Suzanne Foster, Chief Executive Officer, AdaptHealth Corp: I would begin.

Jason Clemens, Chief Financial Officer, AdaptHealth Corp: Yeah. You know, Richard Close, on the investment side, we do see elevated CapEx, particularly as we’re starting up the arrangement. The reason for that is, if that business is taken or won from an incumbent provider, of course, there’s patients that are still in service. You know, there’s a CapEx requirement typically to start up the arrangement. There’s an ongoing CapEx commitment that is priced right in line with our standard CapEx. Call it 11%-12% of revenue is what to expect for ongoing operations for those businesses. It does require some startup CapEx to get into the new market.
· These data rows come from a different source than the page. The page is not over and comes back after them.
//! Storage configuration
//!
//! Two layers, mirroring how the backend is wired:
//! - the process-wide `raft_sync` flag, reloadable at runtime, read when a
//!   factory builds a storage
//! - `LocalStorageOptions`, the per-instance copy the local backend uses

use std::sync::atomic::{AtomicBool, Ordering};

use once_cell::sync::Lazy;
use tracing::{info, warn};

/// Environment variable holding the initial `raft_sync` value
pub const RAFT_SYNC_ENV: &str = "RAFT_SYNC";

/// `raft_sync` value when the environment does not set one
pub const DEFAULT_RAFT_SYNC: bool = true;

/// Whether storages call fsync when they need durability
static RAFT_SYNC: Lazy<AtomicBool> = Lazy::new(|| AtomicBool::new(initial_raft_sync()));

fn initial_raft_sync() -> bool {
    match std::env::var(RAFT_SYNC_ENV) {
        Ok(value) => match parse_flag(&value) {
            Ok(flag) => flag,
            Err(e) => {
                warn!(error = %e, default = DEFAULT_RAFT_SYNC, "ignoring {}", RAFT_SYNC_ENV);
                DEFAULT_RAFT_SYNC
            }
        },
        Err(_) => DEFAULT_RAFT_SYNC,
    }
}

/// Current value of the `raft_sync` flag
pub fn raft_sync() -> bool {
    RAFT_SYNC.load(Ordering::Relaxed)
}

/// Change the `raft_sync` flag
///
/// Affects storages created afterwards; existing instances keep the value
/// they were built with.
pub fn set_raft_sync(value: bool) {
    RAFT_SYNC.store(value, Ordering::Relaxed);
    info!(raft_sync = value, "raft_sync flag updated");
}

/// Change the `raft_sync` flag from its textual form
///
/// # Errors
///
/// Returns `ConfigError::InvalidFlagValue` and leaves the flag unchanged if
/// `value` is not a boolean.
pub fn set_raft_sync_from_str(value: &str) -> Result<(), ConfigError> {
    let flag = parse_flag(value)?;
    set_raft_sync(flag);
    Ok(())
}

/// Parse a boolean flag value
///
/// Accepts `true/false`, `1/0`, `yes/no` and `on/off`, case-insensitively,
/// with surrounding whitespace ignored.
pub fn parse_flag(value: &str) -> Result<bool, ConfigError> {
    match value.trim().to_ascii_lowercase().as_str() {
        "true" | "1" | "yes" | "on" => Ok(true),
        "false" | "0" | "no" | "off" => Ok(false),
        _ => Err(ConfigError::InvalidFlagValue(value.to_string())),
    }
}

/// Options for the local-filesystem backend
#[derive(Debug, Clone, Copy, PartialEq, Eq)]
pub struct LocalStorageOptions {
    /// fsync files and directories after writes
    pub sync: bool,
}

impl Default for LocalStorageOptions {
    fn default() -> Self {
        LocalStorageOptions {
            sync: DEFAULT_RAFT_SYNC,
        }
    }
}

impl LocalStorageOptions {
    /// Create options with default values
    pub fn new() -> Self {
        Self::default()
    }

    /// Options reflecting the current `raft_sync` flag
    pub fn from_flags() -> Self {
        LocalStorageOptions { sync: raft_sync() }
    }

    /// Set fsync behavior (builder pattern)
    pub fn with_sync(mut self, sync: bool) -> Self {
        self.sync = sync;
        self
    }

    /// Create options for testing (no fsync)
    pub fn for_testing() -> Self {
        LocalStorageOptions { sync: false }
    }
}

/// Configuration errors
#[derive(Debug, Clone, PartialEq, Eq, thiserror::Error)]
pub enum ConfigError {
    /// Flag value is not a boolean
    #[error("Invalid flag value: {0:?}")]
    InvalidFlagValue(String),
}

#[cfg(test)]
mod tests {
    use super::*;

    #[test]
    fn test_parse_flag_true() {
        for value in ["true", "TRUE", "1", "yes", "On", " true "] {
            assert_eq!(parse_flag(value), Ok(true), "value {:?}", value);
        }
    }

    #[test]
    fn test_parse_flag_false() {
        for value in ["false", "False", "0", "no", "OFF"] {
            assert_eq!(parse_flag(value), Ok(false), "value {:?}", value);
        }
    }

    #[test]
    fn test_parse_flag_invalid() {
        assert_eq!(
            parse_flag("maybe"),
            Err(ConfigError::InvalidFlagValue("maybe".to_string()))
        );
        assert!(parse_flag("").is_err());
    }

    #[test]
    fn test_set_raft_sync_from_str_rejects_invalid() {
        assert!(set_raft_sync_from_str("sometimes").is_err());
    }

    #[test]
    fn test_raft_sync_reloadable() {
        let original = raft_sync();

        set_raft_sync_from_str("off").unwrap();
        assert!(!raft_sync());
        assert!(!LocalStorageOptions::from_flags().sync);

        set_raft_sync(true);
        assert!(raft_sync());
        assert!(LocalStorageOptions::from_flags().sync);

        set_raft_sync(original);
    }

    #[test]
    fn test_default_options() {
        let options = LocalStorageOptions::default();
        assert_eq!(options.sync, DEFAULT_RAFT_SYNC);
    }

    #[test]
    fn test_builder_pattern() {
        let options = LocalStorageOptions::new().with_sync(false);
        assert!(!options.sync);
        assert_eq!(options, LocalStorageOptions::for_testing());
    }
}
Suzanne Foster, Chief Executive Officer, AdaptHealth Corp: Let me address the part about how and where we’re looking at this. You know, the one we referred to today, our new agreement, was primarily in a geography new to us, which we knew we had to make investment to set up the fixed costs, the locations, et cetera. Obviously, long term, right now, those new locations are only servicing our new strategic partner. Over time, as we stabilize, it’ll give us a footprint to expand upon, of course. With the pipeline that we have in place, and now with this new footprint, there’s very little area where we don’t already have existing locations, with teams that know how to do this business.

For example, when we took on the first phase of this new capitated agreement, it was on the East Coast, where we had a dense grouping of locations. Really, without a blip, we were able to onboard that effectively. As we consider new capitated agreements, we’re looking at where do we have locations or can we buy locations to pick up operations. We expect that it will be a much different and obviously a much smoother than opening up 35 de novo locations to service hundreds of thousands of patients on day 1.

Richard Close, Analyst, Canaccord Genuity: Okay. That’s helpful. Just on diabetes, obviously progress there. Can you talk, you know, how you’re thinking about diabetes business as we progress through the rest of the year? Any, you know, any updates would be helpful.

Suzanne Foster, Chief Executive Officer, AdaptHealth Corp: Sure. We’re super, you know, happy with the team. Positive growth, as I mentioned. I can’t applaud them enough for digging in. All of the improvement has been on execution. We’re not seeing anything different in the marketplace. You know, it’s pretty much the same in terms of pharmacy and med benefit, referral patterns, all of that. The improvement that the team has made over the last year has been the internal focus on us doing the best job possible. You know, I have said that Diabetes Health in the past, I’ve said, first we gotta fix it, which, so check the mark. Two, we’re always looking at what in our portfolio is strategically fitting for AdaptHealth? We’ll continue to, you know, review Diabetes Health for strategic fit as we do all our portfolio.

Richard Close, Analyst, Canaccord Genuity: Okay. Thank you.

Operator: Thank you. This conclude our Q&A session as well as our conference call. We appreciate your time and participation. You may now disconnect.